*Problem statement*.
Identify all lines in the data containing the string "ControllerConfig". Copy them out.

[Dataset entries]
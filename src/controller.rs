//! The controller aggregate.
//!
//! [`Controller`] owns everything the control law mutates: PID parameters
//! and history, the mode arbiter, the signal snapshot and the output stage.
//! It is created once from a validated [`ControllerConfig`] and then driven
//! by [`Controller::tick`] exactly once per sample period.
//!
//! ```text
//!  every tick:  level ─▶ flow ─▶ setpoint ─┬─ Auto:   PID ─▶ pump ─▶ switch
//!                                          └─ Manual: trimmer ─▶ pump ─▶ switch
//! ```

use log::info;

use crate::app::ports::{AnalogInput, DiscreteInput, ProcessIo, SwitchInput};
use crate::config::{ControllerConfig, IoScaling, PidParameters};
use crate::control::mode::{Mode, ModeArbiter};
use crate::control::output::OutputStage;
use crate::control::pid::{PidEngine, PidState};
use crate::control::signals::SignalSnapshot;
use crate::error::Result;

/// What one tick did.
#[derive(Debug, Clone, Copy, PartialEq)]
pub struct TickOutcome {
    /// Mode the tick ran in.
    pub mode: Mode,
    /// Mode selected by the switch for the next tick.
    pub next_mode: Mode,
    /// Code written to the pump.
    pub output_code: u16,
    /// The PID output of an Auto tick exceeded the actuator limit.
    pub saturated: bool,
}

/// Parameters, state and signals of the level loop.
#[derive(Debug)]
pub struct Controller {
    pid: PidEngine,
    state: PidState,
    arbiter: ModeArbiter,
    signals: SignalSnapshot,
    scaling: IoScaling,
    output: OutputStage,
}

impl Controller {
    /// Validate `config` and build a controller in Manual with zeroed state.
    pub fn new(config: &ControllerConfig) -> Result<Self> {
        config.validate()?;
        let pid = PidEngine::new(config.pid)?;

        let p = pid.params();
        let g = pid.gains();
        info!(
            "controller: Kp={} Ti={}s Td={}s N={} Tf={}s b={} c={} T0={}s (Ci={:.5} Cd={:.4}) \
             anti_windup={} d_reset={} bias={}V",
            p.kp,
            p.ti,
            p.td,
            p.n,
            p.tf,
            p.b,
            p.c,
            p.t0,
            g.ci,
            g.cd,
            p.anti_windup,
            p.reset_derivative_on_transfer,
            p.bias
        );

        Ok(Self {
            pid,
            state: PidState::default(),
            arbiter: ModeArbiter::new(),
            signals: SignalSnapshot::default(),
            scaling: config.io,
            output: OutputStage::new(config.io.pump_output),
        })
    }

    /// Run one sample period.  Never blocks and never fails.
    pub fn tick(&mut self, io: &mut impl ProcessIo) -> TickOutcome {
        let mode = self.arbiter.mode();

        let level = self
            .scaling
            .fluid_level
            .raw_to_engineering(io.read_analog_input(AnalogInput::FluidLevel));
        self.signals.record_fluid_level(level);

        self.signals.output_flow_rate = self
            .scaling
            .output_flow
            .raw_to_engineering(io.read_analog_input(AnalogInput::OutputFlow));

        // Tracked in Manual too, so the display and the first Auto tick see
        // a fresh set-point and a matching history.
        let setpoint = self
            .scaling
            .setpoint
            .raw_to_engineering(io.read_discrete_input(DiscreteInput::Setpoint));
        self.signals.record_setpoint(setpoint);

        let output_code = match mode {
            Mode::Auto => {
                let transfer = self.arbiter.take_transition();
                let voltage = self.pid.compute(&mut self.state, &mut self.signals, transfer);
                self.output.apply(io, voltage)
            }
            Mode::Manual => {
                self.signals.manual_control_voltage = self
                    .scaling
                    .manual_voltage
                    .raw_to_engineering(io.read_discrete_input(DiscreteInput::ManualVoltage));
                self.signals.hold_pid_control_voltage();
                self.output.apply(io, self.signals.manual_control_voltage)
            }
        };

        let next_mode = self.arbiter.derive_mode(io.read_switch(SwitchInput::AutoManual));

        TickOutcome {
            mode,
            next_mode,
            output_code,
            saturated: mode == Mode::Auto && self.state.saturated,
        }
    }

    pub fn mode(&self) -> Mode {
        self.arbiter.mode()
    }

    pub fn signals(&self) -> &SignalSnapshot {
        &self.signals
    }

    pub fn pid_state(&self) -> &PidState {
        &self.state
    }

    pub fn params(&self) -> &PidParameters {
        self.pid.params()
    }

    /// Last code written to the pump.
    pub fn output_code(&self) -> u16 {
        self.output.last_code()
    }

    /// A Manual → Auto transfer is waiting for the next tick.
    pub fn transfer_pending(&self) -> bool {
        self.arbiter.transition_pending()
    }
}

*Solution for this problem*.
//! It is created once from a validated [`ControllerConfig`] and then driven
use crate::config::{ControllerConfig, IoScaling, PidParameters};
    pub fn new(config: &ControllerConfig) -> Result<Self> {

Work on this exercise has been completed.